Stored entries:

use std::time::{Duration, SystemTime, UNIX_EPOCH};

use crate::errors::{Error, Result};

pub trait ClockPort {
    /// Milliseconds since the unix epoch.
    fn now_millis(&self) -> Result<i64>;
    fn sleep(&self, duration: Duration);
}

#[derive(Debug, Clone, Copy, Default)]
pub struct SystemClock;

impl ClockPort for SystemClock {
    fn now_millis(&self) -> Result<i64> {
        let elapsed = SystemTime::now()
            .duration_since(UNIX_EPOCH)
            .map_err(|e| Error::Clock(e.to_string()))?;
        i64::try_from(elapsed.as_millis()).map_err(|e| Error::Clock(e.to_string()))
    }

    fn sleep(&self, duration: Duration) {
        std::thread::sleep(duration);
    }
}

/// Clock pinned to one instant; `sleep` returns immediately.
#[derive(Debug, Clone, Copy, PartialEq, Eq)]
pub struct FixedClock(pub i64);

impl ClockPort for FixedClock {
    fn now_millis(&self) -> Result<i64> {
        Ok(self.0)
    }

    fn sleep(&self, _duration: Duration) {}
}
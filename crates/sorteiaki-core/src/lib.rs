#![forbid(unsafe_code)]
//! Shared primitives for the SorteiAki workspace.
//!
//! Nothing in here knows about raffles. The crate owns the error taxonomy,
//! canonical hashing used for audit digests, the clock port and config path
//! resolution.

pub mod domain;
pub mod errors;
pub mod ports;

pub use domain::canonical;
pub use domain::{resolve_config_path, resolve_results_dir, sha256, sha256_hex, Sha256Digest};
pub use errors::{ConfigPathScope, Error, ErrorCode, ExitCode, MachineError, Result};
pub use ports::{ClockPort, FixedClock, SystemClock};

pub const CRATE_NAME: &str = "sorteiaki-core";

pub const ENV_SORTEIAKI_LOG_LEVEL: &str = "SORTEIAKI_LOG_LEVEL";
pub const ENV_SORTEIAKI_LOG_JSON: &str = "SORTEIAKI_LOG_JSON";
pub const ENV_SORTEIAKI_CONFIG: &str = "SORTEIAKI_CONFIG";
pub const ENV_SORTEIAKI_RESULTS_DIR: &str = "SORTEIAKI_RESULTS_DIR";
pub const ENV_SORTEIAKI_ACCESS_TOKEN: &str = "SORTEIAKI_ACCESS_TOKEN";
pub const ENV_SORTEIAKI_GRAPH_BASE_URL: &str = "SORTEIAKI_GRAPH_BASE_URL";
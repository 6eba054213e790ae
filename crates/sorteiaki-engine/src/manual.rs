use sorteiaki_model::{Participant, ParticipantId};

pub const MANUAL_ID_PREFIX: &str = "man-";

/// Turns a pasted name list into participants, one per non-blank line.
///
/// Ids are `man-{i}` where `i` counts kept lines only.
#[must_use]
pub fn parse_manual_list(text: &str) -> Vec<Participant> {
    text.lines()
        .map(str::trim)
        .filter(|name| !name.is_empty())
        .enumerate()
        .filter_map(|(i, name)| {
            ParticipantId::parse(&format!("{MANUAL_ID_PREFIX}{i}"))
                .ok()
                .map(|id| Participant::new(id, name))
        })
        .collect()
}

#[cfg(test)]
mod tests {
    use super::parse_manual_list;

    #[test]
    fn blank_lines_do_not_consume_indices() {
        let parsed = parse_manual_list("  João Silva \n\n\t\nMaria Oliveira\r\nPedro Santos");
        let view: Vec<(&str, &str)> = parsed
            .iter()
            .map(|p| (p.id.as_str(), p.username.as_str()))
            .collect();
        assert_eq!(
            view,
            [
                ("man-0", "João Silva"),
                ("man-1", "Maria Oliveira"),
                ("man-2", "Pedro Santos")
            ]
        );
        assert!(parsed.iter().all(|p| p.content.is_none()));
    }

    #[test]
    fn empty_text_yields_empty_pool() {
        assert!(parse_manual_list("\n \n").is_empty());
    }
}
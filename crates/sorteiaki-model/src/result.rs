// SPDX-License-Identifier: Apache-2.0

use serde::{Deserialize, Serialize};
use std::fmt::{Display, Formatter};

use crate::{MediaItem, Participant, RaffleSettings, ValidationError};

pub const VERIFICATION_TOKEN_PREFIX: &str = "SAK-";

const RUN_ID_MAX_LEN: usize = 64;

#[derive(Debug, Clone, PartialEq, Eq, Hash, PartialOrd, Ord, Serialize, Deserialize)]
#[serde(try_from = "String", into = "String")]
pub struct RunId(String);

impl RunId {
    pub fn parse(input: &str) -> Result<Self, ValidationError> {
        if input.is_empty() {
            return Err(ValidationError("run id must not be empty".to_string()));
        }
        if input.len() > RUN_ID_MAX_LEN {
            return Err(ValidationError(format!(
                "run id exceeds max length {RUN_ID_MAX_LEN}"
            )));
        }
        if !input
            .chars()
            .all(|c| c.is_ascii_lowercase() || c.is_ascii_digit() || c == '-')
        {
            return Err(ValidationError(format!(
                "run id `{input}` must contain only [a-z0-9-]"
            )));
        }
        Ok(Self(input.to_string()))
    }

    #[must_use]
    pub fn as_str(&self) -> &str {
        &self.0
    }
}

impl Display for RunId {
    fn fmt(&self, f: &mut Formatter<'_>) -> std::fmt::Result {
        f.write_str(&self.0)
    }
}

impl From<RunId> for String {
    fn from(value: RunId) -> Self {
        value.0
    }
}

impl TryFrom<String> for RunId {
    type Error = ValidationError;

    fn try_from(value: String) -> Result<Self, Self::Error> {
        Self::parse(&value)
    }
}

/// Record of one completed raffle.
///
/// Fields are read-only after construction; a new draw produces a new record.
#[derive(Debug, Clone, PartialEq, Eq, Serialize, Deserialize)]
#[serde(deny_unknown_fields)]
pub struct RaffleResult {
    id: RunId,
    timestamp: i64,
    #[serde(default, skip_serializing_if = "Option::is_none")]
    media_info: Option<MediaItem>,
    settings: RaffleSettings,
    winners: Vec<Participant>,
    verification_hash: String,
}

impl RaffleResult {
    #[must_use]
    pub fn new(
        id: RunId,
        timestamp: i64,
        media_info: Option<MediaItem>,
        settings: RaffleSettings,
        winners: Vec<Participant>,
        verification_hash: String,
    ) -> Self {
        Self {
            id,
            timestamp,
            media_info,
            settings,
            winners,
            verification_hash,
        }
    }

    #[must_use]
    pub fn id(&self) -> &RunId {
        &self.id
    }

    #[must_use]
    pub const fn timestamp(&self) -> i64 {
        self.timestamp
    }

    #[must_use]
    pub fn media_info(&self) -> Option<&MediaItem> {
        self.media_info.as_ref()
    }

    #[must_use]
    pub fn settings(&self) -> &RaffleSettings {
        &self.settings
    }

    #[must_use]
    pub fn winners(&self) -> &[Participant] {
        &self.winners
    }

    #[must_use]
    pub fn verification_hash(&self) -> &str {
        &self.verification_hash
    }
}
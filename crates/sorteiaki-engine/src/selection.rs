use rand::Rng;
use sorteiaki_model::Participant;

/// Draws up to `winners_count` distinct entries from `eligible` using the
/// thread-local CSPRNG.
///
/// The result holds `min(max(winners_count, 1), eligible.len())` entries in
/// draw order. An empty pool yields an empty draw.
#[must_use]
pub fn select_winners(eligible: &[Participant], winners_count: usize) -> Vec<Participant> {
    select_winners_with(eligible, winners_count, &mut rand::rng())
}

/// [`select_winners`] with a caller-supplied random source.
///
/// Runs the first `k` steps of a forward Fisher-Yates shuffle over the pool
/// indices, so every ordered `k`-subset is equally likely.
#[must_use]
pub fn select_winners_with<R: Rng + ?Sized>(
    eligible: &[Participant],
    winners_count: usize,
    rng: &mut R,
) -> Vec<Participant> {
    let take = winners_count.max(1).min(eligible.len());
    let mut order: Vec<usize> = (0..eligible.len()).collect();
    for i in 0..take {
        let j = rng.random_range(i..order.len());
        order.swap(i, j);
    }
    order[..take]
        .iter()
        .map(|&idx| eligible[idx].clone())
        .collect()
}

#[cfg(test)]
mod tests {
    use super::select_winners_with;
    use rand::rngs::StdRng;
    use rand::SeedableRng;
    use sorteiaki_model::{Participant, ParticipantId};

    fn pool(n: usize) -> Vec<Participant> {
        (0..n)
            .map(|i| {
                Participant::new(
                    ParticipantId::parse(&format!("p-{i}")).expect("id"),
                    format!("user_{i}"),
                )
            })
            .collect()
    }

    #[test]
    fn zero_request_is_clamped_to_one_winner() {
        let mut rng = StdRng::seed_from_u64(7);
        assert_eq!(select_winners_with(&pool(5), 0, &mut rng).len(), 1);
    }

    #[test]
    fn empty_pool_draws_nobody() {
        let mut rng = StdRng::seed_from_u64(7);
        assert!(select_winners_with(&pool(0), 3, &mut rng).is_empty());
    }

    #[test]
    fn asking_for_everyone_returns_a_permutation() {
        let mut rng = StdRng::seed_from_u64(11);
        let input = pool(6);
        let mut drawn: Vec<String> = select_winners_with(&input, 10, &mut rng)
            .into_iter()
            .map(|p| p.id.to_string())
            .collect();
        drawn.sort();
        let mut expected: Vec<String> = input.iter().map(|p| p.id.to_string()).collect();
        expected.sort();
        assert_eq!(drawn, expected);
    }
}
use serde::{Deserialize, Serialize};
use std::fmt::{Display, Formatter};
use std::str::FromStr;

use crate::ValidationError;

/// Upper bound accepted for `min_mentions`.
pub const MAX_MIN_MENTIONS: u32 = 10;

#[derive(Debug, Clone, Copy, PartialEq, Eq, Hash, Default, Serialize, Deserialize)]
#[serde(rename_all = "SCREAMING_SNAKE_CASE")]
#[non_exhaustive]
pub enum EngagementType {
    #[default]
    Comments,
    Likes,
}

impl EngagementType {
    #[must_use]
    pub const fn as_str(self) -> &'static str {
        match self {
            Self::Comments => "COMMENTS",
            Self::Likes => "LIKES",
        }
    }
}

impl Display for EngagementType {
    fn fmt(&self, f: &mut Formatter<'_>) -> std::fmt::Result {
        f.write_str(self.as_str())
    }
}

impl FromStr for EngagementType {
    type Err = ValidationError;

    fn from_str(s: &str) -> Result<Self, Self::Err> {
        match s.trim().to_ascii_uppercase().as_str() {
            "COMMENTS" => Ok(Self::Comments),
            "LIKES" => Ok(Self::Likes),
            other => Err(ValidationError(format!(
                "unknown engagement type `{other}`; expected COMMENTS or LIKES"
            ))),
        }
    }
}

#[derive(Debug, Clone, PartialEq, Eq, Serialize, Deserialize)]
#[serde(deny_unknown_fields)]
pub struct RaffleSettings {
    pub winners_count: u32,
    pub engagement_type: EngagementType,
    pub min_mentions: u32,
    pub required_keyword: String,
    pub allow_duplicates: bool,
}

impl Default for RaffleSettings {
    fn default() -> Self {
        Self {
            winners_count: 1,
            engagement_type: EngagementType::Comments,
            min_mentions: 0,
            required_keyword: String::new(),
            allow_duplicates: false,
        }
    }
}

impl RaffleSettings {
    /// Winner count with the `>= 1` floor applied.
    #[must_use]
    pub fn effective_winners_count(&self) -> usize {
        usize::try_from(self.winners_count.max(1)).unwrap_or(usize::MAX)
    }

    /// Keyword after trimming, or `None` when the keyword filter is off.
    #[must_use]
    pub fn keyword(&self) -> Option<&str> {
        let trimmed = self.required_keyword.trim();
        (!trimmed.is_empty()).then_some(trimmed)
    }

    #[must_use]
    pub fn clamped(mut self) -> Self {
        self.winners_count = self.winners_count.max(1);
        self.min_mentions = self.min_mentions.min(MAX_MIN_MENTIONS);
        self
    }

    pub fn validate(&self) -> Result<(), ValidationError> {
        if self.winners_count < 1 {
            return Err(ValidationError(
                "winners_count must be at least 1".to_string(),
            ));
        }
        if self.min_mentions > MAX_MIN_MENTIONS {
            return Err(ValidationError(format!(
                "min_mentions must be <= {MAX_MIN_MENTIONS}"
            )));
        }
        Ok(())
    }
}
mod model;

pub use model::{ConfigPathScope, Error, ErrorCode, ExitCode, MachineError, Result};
* * *
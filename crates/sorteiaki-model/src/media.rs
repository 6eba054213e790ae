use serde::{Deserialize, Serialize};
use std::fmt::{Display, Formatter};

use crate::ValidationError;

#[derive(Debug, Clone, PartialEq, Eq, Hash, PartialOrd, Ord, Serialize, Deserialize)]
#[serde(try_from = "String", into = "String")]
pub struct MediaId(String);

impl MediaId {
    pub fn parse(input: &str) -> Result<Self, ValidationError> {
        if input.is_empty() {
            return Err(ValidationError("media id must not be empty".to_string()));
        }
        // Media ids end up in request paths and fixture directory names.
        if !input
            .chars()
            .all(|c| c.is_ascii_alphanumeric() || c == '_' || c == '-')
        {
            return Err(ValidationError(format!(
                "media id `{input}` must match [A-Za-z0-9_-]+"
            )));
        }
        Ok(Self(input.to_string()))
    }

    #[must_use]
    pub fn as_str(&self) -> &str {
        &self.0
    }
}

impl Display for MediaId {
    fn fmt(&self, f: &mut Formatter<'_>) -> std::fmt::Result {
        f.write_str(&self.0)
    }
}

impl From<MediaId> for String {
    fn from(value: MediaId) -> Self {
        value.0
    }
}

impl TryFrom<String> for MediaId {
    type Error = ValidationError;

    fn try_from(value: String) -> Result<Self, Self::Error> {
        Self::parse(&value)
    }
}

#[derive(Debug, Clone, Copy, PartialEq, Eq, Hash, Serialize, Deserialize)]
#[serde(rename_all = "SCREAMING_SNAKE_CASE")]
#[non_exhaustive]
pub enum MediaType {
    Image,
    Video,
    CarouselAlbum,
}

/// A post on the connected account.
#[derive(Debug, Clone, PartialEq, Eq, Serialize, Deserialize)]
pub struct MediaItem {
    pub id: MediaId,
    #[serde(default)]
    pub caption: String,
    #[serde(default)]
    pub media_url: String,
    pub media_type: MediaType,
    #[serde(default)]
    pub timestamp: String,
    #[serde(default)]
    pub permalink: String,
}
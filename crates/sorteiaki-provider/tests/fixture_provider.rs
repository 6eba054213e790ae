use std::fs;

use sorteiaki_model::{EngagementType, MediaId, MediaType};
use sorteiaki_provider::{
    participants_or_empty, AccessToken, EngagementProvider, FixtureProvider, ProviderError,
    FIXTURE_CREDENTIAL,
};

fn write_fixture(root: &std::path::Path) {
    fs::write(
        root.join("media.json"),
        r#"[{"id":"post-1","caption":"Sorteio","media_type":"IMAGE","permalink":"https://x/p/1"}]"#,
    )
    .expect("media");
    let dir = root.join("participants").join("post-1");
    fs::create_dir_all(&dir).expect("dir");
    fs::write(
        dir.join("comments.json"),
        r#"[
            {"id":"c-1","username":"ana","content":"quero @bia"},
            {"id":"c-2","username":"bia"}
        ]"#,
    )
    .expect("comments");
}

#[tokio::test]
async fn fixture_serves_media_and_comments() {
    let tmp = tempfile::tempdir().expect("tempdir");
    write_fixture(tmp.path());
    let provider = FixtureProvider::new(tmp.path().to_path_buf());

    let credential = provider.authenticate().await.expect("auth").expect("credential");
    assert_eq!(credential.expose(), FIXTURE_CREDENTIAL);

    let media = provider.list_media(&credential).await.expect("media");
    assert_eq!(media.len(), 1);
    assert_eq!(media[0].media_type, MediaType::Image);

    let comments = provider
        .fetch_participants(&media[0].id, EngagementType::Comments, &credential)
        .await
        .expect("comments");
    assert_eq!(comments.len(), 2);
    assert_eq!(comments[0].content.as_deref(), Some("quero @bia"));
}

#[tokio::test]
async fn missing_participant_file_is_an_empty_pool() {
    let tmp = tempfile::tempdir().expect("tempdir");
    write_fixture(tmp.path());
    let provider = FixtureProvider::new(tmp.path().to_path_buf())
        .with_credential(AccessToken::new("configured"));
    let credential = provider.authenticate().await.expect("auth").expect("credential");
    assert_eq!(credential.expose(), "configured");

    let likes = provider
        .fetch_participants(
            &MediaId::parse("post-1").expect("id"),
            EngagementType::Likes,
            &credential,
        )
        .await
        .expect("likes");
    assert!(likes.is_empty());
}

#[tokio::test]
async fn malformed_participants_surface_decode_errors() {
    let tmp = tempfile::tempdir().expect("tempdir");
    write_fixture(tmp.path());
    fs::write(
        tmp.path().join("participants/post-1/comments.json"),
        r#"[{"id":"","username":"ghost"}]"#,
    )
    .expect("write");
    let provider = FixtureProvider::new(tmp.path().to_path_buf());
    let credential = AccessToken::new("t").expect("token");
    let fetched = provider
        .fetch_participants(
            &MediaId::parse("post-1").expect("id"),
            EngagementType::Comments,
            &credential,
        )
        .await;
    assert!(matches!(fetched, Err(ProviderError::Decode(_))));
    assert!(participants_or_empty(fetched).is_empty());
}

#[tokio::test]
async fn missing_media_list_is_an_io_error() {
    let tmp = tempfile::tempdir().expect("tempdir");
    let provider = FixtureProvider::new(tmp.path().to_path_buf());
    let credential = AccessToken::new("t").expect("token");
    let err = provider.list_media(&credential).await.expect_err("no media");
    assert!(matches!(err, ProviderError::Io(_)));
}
* * *
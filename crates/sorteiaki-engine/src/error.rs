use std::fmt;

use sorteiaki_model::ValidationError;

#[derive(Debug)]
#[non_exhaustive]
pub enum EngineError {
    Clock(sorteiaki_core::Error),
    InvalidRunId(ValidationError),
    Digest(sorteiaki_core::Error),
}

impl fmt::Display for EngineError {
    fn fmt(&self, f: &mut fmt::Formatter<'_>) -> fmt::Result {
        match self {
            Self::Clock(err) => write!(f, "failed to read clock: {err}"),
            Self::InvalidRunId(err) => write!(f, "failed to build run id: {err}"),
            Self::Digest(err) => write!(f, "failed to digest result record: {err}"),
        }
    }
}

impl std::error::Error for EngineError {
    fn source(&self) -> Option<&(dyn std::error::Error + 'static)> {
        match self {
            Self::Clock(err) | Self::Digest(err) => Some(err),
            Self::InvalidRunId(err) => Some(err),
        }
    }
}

EXERCISE: Retype exactly, and only, the lines above from the one where "pub const CRATE_NAME: &str" occurs up to and including the one where "João Silva \n\n\t\nMaria" occurs.

EXERCISE OUTPUT:
pub const CRATE_NAME: &str = "sorteiaki-core";

pub const ENV_SORTEIAKI_LOG_LEVEL: &str = "SORTEIAKI_LOG_LEVEL";
pub const ENV_SORTEIAKI_LOG_JSON: &str = "SORTEIAKI_LOG_JSON";
pub const ENV_SORTEIAKI_CONFIG: &str = "SORTEIAKI_CONFIG";
pub const ENV_SORTEIAKI_RESULTS_DIR: &str = "SORTEIAKI_RESULTS_DIR";
pub const ENV_SORTEIAKI_ACCESS_TOKEN: &str = "SORTEIAKI_ACCESS_TOKEN";
pub const ENV_SORTEIAKI_GRAPH_BASE_URL: &str = "SORTEIAKI_GRAPH_BASE_URL";
repository 6eba054213e790ae
filename crates/sorteiaki-engine/src/manual.rs
use sorteiaki_model::{Participant, ParticipantId};

pub const MANUAL_ID_PREFIX: &str = "man-";

/// Turns a pasted name list into participants, one per non-blank line.
///
/// Ids are `man-{i}` where `i` counts kept lines only.
#[must_use]
pub fn parse_manual_list(text: &str) -> Vec<Participant> {
    text.lines()
        .map(str::trim)
        .filter(|name| !name.is_empty())
        .enumerate()
        .filter_map(|(i, name)| {
            ParticipantId::parse(&format!("{MANUAL_ID_PREFIX}{i}"))
                .ok()
                .map(|id| Participant::new(id, name))
        })
        .collect()
}

#[cfg(test)]
mod tests {
    use super::parse_manual_list;

    #[test]
    fn blank_lines_do_not_consume_indices() {
        let parsed = parse_manual_list("  João Silva \n\n\t\nMaria Oliveira\r\nPedro Santos");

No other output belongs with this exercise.